Con l’espressione comunicazione sociale si intende quella serie di attività pubblicitarie e comunicative finalizzate alla sensibilizzazione su determinate tematiche di interesse generale (sanitarie, ambientali, politiche, culturali ecc.). Questo può comprendere la raccolta fondi, la semplice informazione su argomenti di rilevanza sociale, la modificazione di sensibilità o la richiesta di attenzione su ambiti non centrali nell’opinione pubblica ma da tenere sotto osservazione, l’invito a cambiare abitudini o assumerne di nuove per risolvere problemi collettivi e molto altro.

In Italia ha avuto particolare successo la Fondazione Pubblicità Progresso, un’istituzione no profit che dal 1971 si impegna per promuovere soluzioni a problemi morali e civili, divenendo in qualche modo la fonte della comunicazione sociale per antonomasia. Osservare nel corso degli anni il succedersi delle varie campagne può mostrare l’evolversi della società: negli anni Settanta l’attenzione si concentrava su tematiche sanitarie come la donazione del sangue e la lotta al fumo, mentre nel decennio successivo ci si specializzò maggiormente sulla salvaguardia ambientale e sulla piaga dell’Aids; negli anni Novanta invece il focus si spostò soprattutto su temi di integrazione sociale come il razzismo, la sensibilizzazione culturale e l’accettazione dell’handicap. Percepire il clima sociale è fondamentale per ottenere risultati non solo astratti ma anche nel concreto del tessuto civile.

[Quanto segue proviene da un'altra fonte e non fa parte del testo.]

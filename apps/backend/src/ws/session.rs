//! One websocket session per connection.
//!
//! The actor owns the read side; its mailbox is the outbound queue. Game
//! actions are validated and applied inside the room's critical section via
//! `ws::game`; illegal actions are rejected silently, resource errors are
//! answered on this connection only.

use std::sync::Arc;
use std::time::{Duration, Instant};

use actix::prelude::*;
use actix_web::{web, Error, HttpRequest, HttpResponse};
use actix_web_actors::ws;
use tracing::{debug, info, warn};
use uuid::Uuid;

use crate::domain::{auction, exchange, hand, tricks};
use crate::errors::domain::{ConflictKind, DomainError, NotFoundKind};
use crate::state::app_state::AppState;
use crate::ws::game::{self, Outcome};
use crate::ws::hub::{Push, Room, RoomRegistry};
use crate::ws::protocol::{ClientMsg, ErrorCode, ServerMsg};

const HEARTBEAT_INTERVAL: Duration = Duration::from_secs(20);
const CLIENT_TIMEOUT: Duration = Duration::from_secs(40);

pub async fn upgrade(
    req: HttpRequest,
    stream: web::Payload,
    app_state: web::Data<AppState>,
) -> Result<HttpResponse, Error> {
    let session = WsSession::new(Uuid::new_v4(), app_state.rooms());
    ws::start(session, &req, stream)
}

pub struct WsSession {
    conn_id: Uuid,
    rooms: Arc<RoomRegistry>,
    /// Set once the connection is seated at a room.
    joined: Option<(Arc<Room>, usize)>,
    last_heartbeat: Instant,
}

impl WsSession {
    fn new(conn_id: Uuid, rooms: Arc<RoomRegistry>) -> Self {
        Self {
            conn_id,
            rooms,
            joined: None,
            last_heartbeat: Instant::now(),
        }
    }

    fn send_json(ctx: &mut ws::WebsocketContext<Self>, msg: &ServerMsg) {
        match serde_json::to_string(msg) {
            Ok(payload) => ctx.text(payload),
            Err(err) => warn!(error = %err, "[WS SESSION] failed to serialize outbound message"),
        }
    }

    fn send_error(ctx: &mut ws::WebsocketContext<Self>, code: ErrorCode, message: impl Into<String>) {
        Self::send_json(
            ctx,
            &ServerMsg::Error {
                code,
                message: message.into(),
            },
        );
    }

    /// Resource errors are reported to the requesting connection only.
    fn send_resource_error(ctx: &mut ws::WebsocketContext<Self>, err: DomainError) {
        let code = match &err {
            DomainError::NotFound(NotFoundKind::Room, _) => ErrorCode::RoomNotFound,
            DomainError::Conflict(ConflictKind::RoomFull, _) => ErrorCode::RoomFull,
            DomainError::Conflict(ConflictKind::SeatTaken, _) => ErrorCode::SeatTaken,
            DomainError::Conflict(ConflictKind::RoomExists, _) => ErrorCode::RoomExists,
            _ => ErrorCode::BadRequest,
        };
        Self::send_error(ctx, code, err.to_string());
    }

    fn start_heartbeat(&self, ctx: &mut ws::WebsocketContext<Self>) {
        ctx.run_interval(HEARTBEAT_INTERVAL, |actor, ctx| {
            if Instant::now().duration_since(actor.last_heartbeat) > CLIENT_TIMEOUT {
                warn!(conn_id = %actor.conn_id, "[WS SESSION] heartbeat timed out");
                ctx.close(Some(ws::CloseReason::from(ws::CloseCode::Normal)));
                ctx.stop();
                return;
            }
            ctx.ping(b"keepalive");
        });
    }

    fn leave_current(&mut self) {
        if let Some((room, _seat)) = self.joined.take() {
            game::leave_room(&self.rooms, &room, self.conn_id);
        }
    }

    /// The seat this session occupies, or an error to the client.
    fn seated(&self, ctx: &mut ws::WebsocketContext<Self>) -> Option<(Arc<Room>, usize)> {
        match &self.joined {
            Some((room, seat)) => Some((room.clone(), *seat)),
            None => {
                Self::send_error(ctx, ErrorCode::NotJoined, "Join a room first");
                None
            }
        }
    }

    /// Rejections are silent on the wire; they only show up in debug logs.
    fn finish(&self, action: &'static str, outcome: Outcome) {
        if let Outcome::Rejected(err) = outcome {
            debug!(
                conn_id = %self.conn_id,
                action,
                error = %err,
                "[WS SESSION] action rejected"
            );
        }
    }

    fn handle_client_msg(&mut self, msg: ClientMsg, ctx: &mut ws::WebsocketContext<Self>) {
        match msg {
            ClientMsg::CreateRoom { room, seats } => match self.rooms.create(&room, seats) {
                Ok(_) => Self::send_json(ctx, &ServerMsg::RoomCreated { room }),
                Err(err) => Self::send_resource_error(ctx, err),
            },
            ClientMsg::Join { room, name, seat } => {
                if self.joined.is_some() {
                    Self::send_error(ctx, ErrorCode::BadRequest, "Already seated; leave first");
                    return;
                }
                let recipient = ctx.address().recipient();
                match game::join_room(&self.rooms, &room, self.conn_id, &name, seat, recipient) {
                    Ok((room_arc, seat_idx)) => {
                        self.joined = Some((room_arc.clone(), seat_idx));
                        // Ordering guarantee: ack first, then the projection.
                        Self::send_json(
                            ctx,
                            &ServerMsg::Joined {
                                room,
                                seat: seat_idx,
                            },
                        );
                        game::broadcast_state(&room_arc);
                    }
                    Err(err) => Self::send_resource_error(ctx, err),
                }
            }
            ClientMsg::Leave => self.leave_current(),
            ClientMsg::Chat { text } => {
                if let Some((room, _seat)) = self.seated(ctx) {
                    game::chat(&room, self.conn_id, text);
                }
            }
            ClientMsg::StartChoice { choice } => {
                if let Some((room, seat)) = self.seated(ctx) {
                    let outcome = game::apply(&room, |t| hand::start_choice(t, seat, choice));
                    self.finish("start_choice", outcome);
                }
            }
            ClientMsg::CutProceed => {
                if let Some((room, seat)) = self.seated(ctx) {
                    let outcome = game::apply(&room, |t| hand::cut_proceed(t, seat));
                    self.finish("cut_proceed", outcome);
                }
            }
            ClientMsg::Bid { bid } => {
                if let Some((room, seat)) = self.seated(ctx) {
                    let outcome = game::apply(&room, |t| auction::bid(t, seat, bid));
                    self.finish("bid", outcome);
                }
            }
            ClientMsg::Pass => {
                if let Some((room, seat)) = self.seated(ctx) {
                    let outcome = game::apply(&room, |t| auction::pass(t, seat));
                    self.finish("pass", outcome);
                }
            }
            ClientMsg::PickTrump { trump } => {
                if let Some((room, seat)) = self.seated(ctx) {
                    let outcome = game::apply(&room, |t| auction::pick_trump(t, seat, trump));
                    self.finish("pick_trump", outcome);
                }
            }
            ClientMsg::StayHome => {
                if let Some((room, seat)) = self.seated(ctx) {
                    let outcome = game::apply(&room, |t| exchange::stay_home(t, seat));
                    self.finish("stay_home", outcome);
                }
            }
            ClientMsg::Exchange { cards } => {
                if let Some((room, seat)) = self.seated(ctx) {
                    let outcome =
                        game::apply(&room, |t| exchange::exchange_cards(t, seat, &cards));
                    self.finish("exchange", outcome);
                }
            }
            ClientMsg::ExchangeDone => {
                if let Some((room, seat)) = self.seated(ctx) {
                    let outcome = game::apply(&room, |t| exchange::exchange_done(t, seat));
                    self.finish("exchange_done", outcome);
                }
            }
            ClientMsg::PlayCard { card } => {
                if let Some((room, seat)) = self.seated(ctx) {
                    let outcome =
                        game::apply(&room, |t| tricks::play_card(t, seat, card).map(|_| ()));
                    self.finish("play_card", outcome);
                }
            }
            ClientMsg::NewHand => {
                if let Some((room, _seat)) = self.seated(ctx) {
                    let outcome = game::apply(&room, hand::new_hand);
                    self.finish("new_hand", outcome);
                }
            }
        }
    }
}

impl Actor for WsSession {
    type Context = ws::WebsocketContext<Self>;

    fn started(&mut self, ctx: &mut Self::Context) {
        info!(conn_id = %self.conn_id, "[WS SESSION] started");
        self.start_heartbeat(ctx);
    }

    fn stopped(&mut self, _ctx: &mut Self::Context) {
        self.leave_current();
        info!(conn_id = %self.conn_id, "[WS SESSION] stopped");
    }
}

impl StreamHandler<Result<ws::Message, ws::ProtocolError>> for WsSession {
    fn handle(&mut self, msg: Result<ws::Message, ws::ProtocolError>, ctx: &mut Self::Context) {
        match msg {
            Ok(ws::Message::Ping(payload)) => {
                self.last_heartbeat = Instant::now();
                ctx.pong(&payload);
            }
            Ok(ws::Message::Pong(_)) => {
                self.last_heartbeat = Instant::now();
            }
            Ok(ws::Message::Text(text)) => {
                self.last_heartbeat = Instant::now();
                match serde_json::from_str::<ClientMsg>(&text) {
                    Ok(cmd) => self.handle_client_msg(cmd, ctx),
                    Err(err) => {
                        // Malformed input is dropped; the connection stays usable.
                        debug!(
                            conn_id = %self.conn_id,
                            error = %err,
                            "[WS SESSION] malformed message dropped"
                        );
                    }
                }
            }
            Ok(ws::Message::Binary(_)) => {
                self.last_heartbeat = Instant::now();
                debug!(conn_id = %self.conn_id, "[WS SESSION] binary frame dropped");
            }
            Ok(ws::Message::Close(reason)) => {
                ctx.close(reason);
                ctx.stop();
            }
            Ok(ws::Message::Continuation(_)) | Ok(ws::Message::Nop) => {
                self.last_heartbeat = Instant::now();
            }
            Err(err) => {
                warn!(
                    conn_id = %self.conn_id,
                    error = %err,
                    "[WS SESSION] protocol error"
                );
                ctx.close(Some(ws::CloseReason::from(ws::CloseCode::Error)));
                ctx.stop();
            }
        }
    }
}

impl Handler<Push> for WsSession {
    type Result = ();

    fn handle(&mut self, msg: Push, ctx: &mut Self::Context) -> Self::Result {
        Self::send_json(ctx, &msg.0);
    }
}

Non bisogna dimenticare, infatti, che la comunicazione sociale si svolge secondo le modalità di una campagna di comunicazione vera e propria: rappresenta sempre un’operazione molto complessa, che impone ai suoi promotori di scegliere con giudizio il target, la forma e i contenuti più adatti, il tono di voce calibrato, i tempi di attuazione più consoni. Per di più la valutazione di una campagna di comunicazione sociale è difficile e complessa e non sempre produce risultati univoci, dato che i valori puramente numerici (gli utenti raggiunti, le somme di denaro raccolte ecc.) sono solo la parte più concreta e, se vogliamo, limitata degli effetti a cui punta questo tipo di divulgazione: più labili sono le misurazioni per quanto riguarda l’effettivo cambiamento nella coscienza delle persone e il relativo cambio di abitudini.

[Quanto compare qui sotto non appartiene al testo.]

//! Shared table state: seats, phases, and seat-rotation helpers.

use serde::{Deserialize, Serialize};
use uuid::Uuid;

use crate::domain::cards_types::{Card, Suit};
use crate::domain::hand;
use crate::domain::rules::{EXCHANGE_MAX, MAX_SEATS, MIN_SEATS};
use crate::errors::domain::{ConflictKind, DomainError, NotFoundKind, ValidationKind};

/// Game progression phases within one hand, in strict order.
#[derive(Debug, Clone, Copy, Eq, PartialEq, Serialize, Deserialize)]
#[serde(rename_all = "snake_case")]
pub enum Phase {
    /// Seat after the dealer chooses to cut or knock.
    Start,
    /// Cut card revealed to the first bidder; waiting for the deal.
    Cut,
    /// Seats bid or pass in turn order.
    Bidding,
    /// Winning bidder selects the trump suit.
    PickTrump,
    /// Seats replace cards from the talon/swamp, stay home, or decline.
    Exchange,
    /// Trick play, led by the winning bidder.
    Play,
    /// Hand complete; waiting for new_hand.
    HandOver,
}

/// Start-phase decision by the first bidder.
#[derive(Debug, Clone, Copy, Eq, PartialEq, Serialize, Deserialize)]
#[serde(rename_all = "snake_case")]
pub enum StartChoice {
    Cut,
    /// Doubles the stakes for this hand before the cut is revealed.
    Knock,
}

#[derive(Debug, Clone, PartialEq, Eq)]
pub struct Player {
    pub conn_id: Uuid,
    pub name: String,
}

/// One player slot at the table.
#[derive(Debug, Clone, Default)]
pub struct SeatState {
    pub player: Option<Player>,
    pub hand: Vec<Card>,
    /// Out of the current auction.
    pub passed: bool,
    /// Has taken its exchange-phase action.
    pub acted: bool,
    /// Opted out of trick play for this hand.
    pub stayed: bool,
    pub tricks_won: u8,
}

impl SeatState {
    pub fn occupied(&self) -> bool {
        self.player.is_some()
    }

    /// Occupied and playing this hand.
    pub fn active(&self) -> bool {
        self.occupied() && !self.stayed
    }

    pub(crate) fn reset_for_hand(&mut self) {
        self.hand.clear();
        self.passed = false;
        self.acted = false;
        self.stayed = false;
        self.tricks_won = 0;
    }
}

/// The per-table aggregate. All mutation happens inside the owning room's
/// critical section; nothing here is thread-safe on its own.
#[derive(Debug, Clone)]
pub struct TableState {
    pub seats: Vec<SeatState>,
    pub phase: Phase,
    pub dealer: usize,
    /// First occupied seat after the dealer; opens the hand and sees the cut.
    pub first_bidder: usize,
    /// Seat whose action is awaited during start/cut/bidding/pick_trump/exchange.
    pub actor: Option<usize>,
    /// Seat whose card-play is awaited during the play phase.
    pub turn: Option<usize>,
    pub best_bid: u8,
    pub best_by: Option<usize>,
    pub round_double: bool,
    /// Undealt shuffled-and-cut deck; drained into hands and talon by the deal.
    pub deck: Vec<Card>,
    pub talon: Vec<Card>,
    pub swamp: Vec<Card>,
    pub swamp_shuffled: bool,
    /// Cards won in completed tricks.
    pub taken: Vec<Card>,
    pub exchange_max: u8,
    /// Bottom card of the cut packet, visible to the first bidder only.
    pub cut_peek: Option<Card>,
    pub trick_plays: Vec<(usize, Card)>,
    pub trick_lead: Option<Suit>,
    pub trump: Option<Suit>,
    pub rng_seed: u64,
    pub hand_no: u32,
}

impl TableState {
    pub fn new(seat_count: usize, rng_seed: u64) -> Result<Self, DomainError> {
        if !(MIN_SEATS..=MAX_SEATS).contains(&seat_count) {
            return Err(DomainError::validation(
                ValidationKind::Other,
                format!("Seat count must be {MIN_SEATS}..={MAX_SEATS}, got {seat_count}"),
            ));
        }
        let mut state = Self {
            seats: (0..seat_count).map(|_| SeatState::default()).collect(),
            phase: Phase::Start,
            dealer: 0,
            first_bidder: 1 % seat_count,
            actor: None,
            turn: None,
            best_bid: 0,
            best_by: None,
            round_double: false,
            deck: Vec::new(),
            talon: Vec::new(),
            swamp: Vec::new(),
            swamp_shuffled: false,
            taken: Vec::new(),
            exchange_max: EXCHANGE_MAX,
            cut_peek: None,
            trick_plays: Vec::new(),
            trick_lead: None,
            trump: None,
            rng_seed,
            hand_no: 0,
        };
        hand::setup_hand(&mut state);
        Ok(state)
    }

    /// Seat a player, preferring `want_seat` when given.
    pub fn join(
        &mut self,
        conn_id: Uuid,
        name: &str,
        want_seat: Option<usize>,
    ) -> Result<usize, DomainError> {
        let seat = match want_seat {
            Some(i) => {
                if i >= self.seats.len() {
                    return Err(DomainError::not_found(
                        NotFoundKind::Seat,
                        format!("No seat {i} at this table"),
                    ));
                }
                if self.seats[i].occupied() {
                    return Err(DomainError::conflict(
                        ConflictKind::SeatTaken,
                        format!("Seat {i} is taken"),
                    ));
                }
                i
            }
            None => self
                .seats
                .iter()
                .position(|s| !s.occupied())
                .ok_or_else(|| {
                    DomainError::conflict(ConflictKind::RoomFull, "No free seat at this table")
                })?,
        };
        self.seats[seat].player = Some(Player {
            conn_id,
            name: name.to_string(),
        });
        match self.phase {
            Phase::Start => hand::recompute_first_bidder(self),
            // Joining before the deal still gets cards.
            Phase::Cut => {}
            // A hand is live: the seat sits this one out entirely.
            _ => {
                self.seats[seat].stayed = true;
                self.seats[seat].acted = true;
                self.seats[seat].passed = true;
            }
        }
        Ok(seat)
    }
}

/// Next seat after `from` (wrapping) satisfying `pred`, if any.
///
/// Single source of truth for "who acts next": bidding skips passed seats,
/// exchange skips seats that already acted, trick play skips stayed and
/// vacant seats, and the dealer rotation skips nothing.
pub fn next_seat_where<F>(seats: &[SeatState], from: usize, pred: F) -> Option<usize>
where
    F: Fn(&SeatState) -> bool,
{
    let n = seats.len();
    (1..=n).map(|step| (from + step) % n).find(|&i| pred(&seats[i]))
}

pub fn occupied_count(seats: &[SeatState]) -> usize {
    seats.iter().filter(|s| s.occupied()).count()
}

pub fn active_count(seats: &[SeatState]) -> usize {
    seats.iter().filter(|s| s.active()).count()
}

/// Seats still contesting the auction.
pub fn unpassed_seats(seats: &[SeatState]) -> Vec<usize> {
    seats
        .iter()
        .enumerate()
        .filter(|(_, s)| s.occupied() && !s.passed)
        .map(|(i, _)| i)
        .collect()
}

pub fn require_actor(state: &TableState, ctx: &'static str) -> Result<usize, DomainError> {
    state.actor.ok_or_else(|| {
        DomainError::validation_other(format!("Invariant violated: actor must be set ({ctx})"))
    })
}

pub fn require_turn(state: &TableState, ctx: &'static str) -> Result<usize, DomainError> {
    state.turn.ok_or_else(|| {
        DomainError::validation_other(format!("Invariant violated: turn must be set ({ctx})"))
    })
}

pub fn require_trump(state: &TableState, ctx: &'static str) -> Result<Suit, DomainError> {
    state.trump.ok_or_else(|| {
        DomainError::validation_other(format!("Invariant violated: trump must be set ({ctx})"))
    })
}

/// Every card the table currently tracks, across all locations. After the
/// deal this must always be the full 33-card deck.
pub fn card_census(state: &TableState) -> Vec<Card> {
    let mut cards = Vec::new();
    cards.extend(state.deck.iter().copied());
    for seat in &state.seats {
        cards.extend(seat.hand.iter().copied());
    }
    cards.extend(state.talon.iter().copied());
    cards.extend(state.swamp.iter().copied());
    cards.extend(state.taken.iter().copied());
    cards.extend(state.trick_plays.iter().map(|(_, c)| *c));
    cards
}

Sta di fatto che gli investimenti in questo campo sono notevoli e sempre più in crescita: la comunicazione sociale è aumentata negli ultimi anni in termini di spazio, investimenti, visibilità, soggetti attivi e sensibilità. Ci sono però due problematiche da osservare: da una parte la comunicazione sociale riveste comunque un ruolo marginale rispetto al mondo pubblicitario vero e proprio, e questo limita la sua capacità d’azione a qualcosa, in qualche modo, di secondo ordine; d’altro canto spesso questa stessa comunicazione si concentra in alcuni periodi dell’anno o in concomitanza con determinati eventi e ciò può a volte generare un senso di saturazione e anestetizzazione rispetto a certi temi. Una possibile soluzione può essere quella di perseguire, ancora una volta, la via della creatività: difficile non ricordare le dirompenti campagne di sensibilizzazione create da Oliviero Toscani all’epoca della sua collaborazione con Benetton. Cercare nuovi linguaggi, nuovi strumenti e soprattutto osare sfidare i limiti della percezione comune può essere la strada per dare ulteriore slancio, credibilità ed efficacia a un fondamentale strumento come la comunicazione sociale.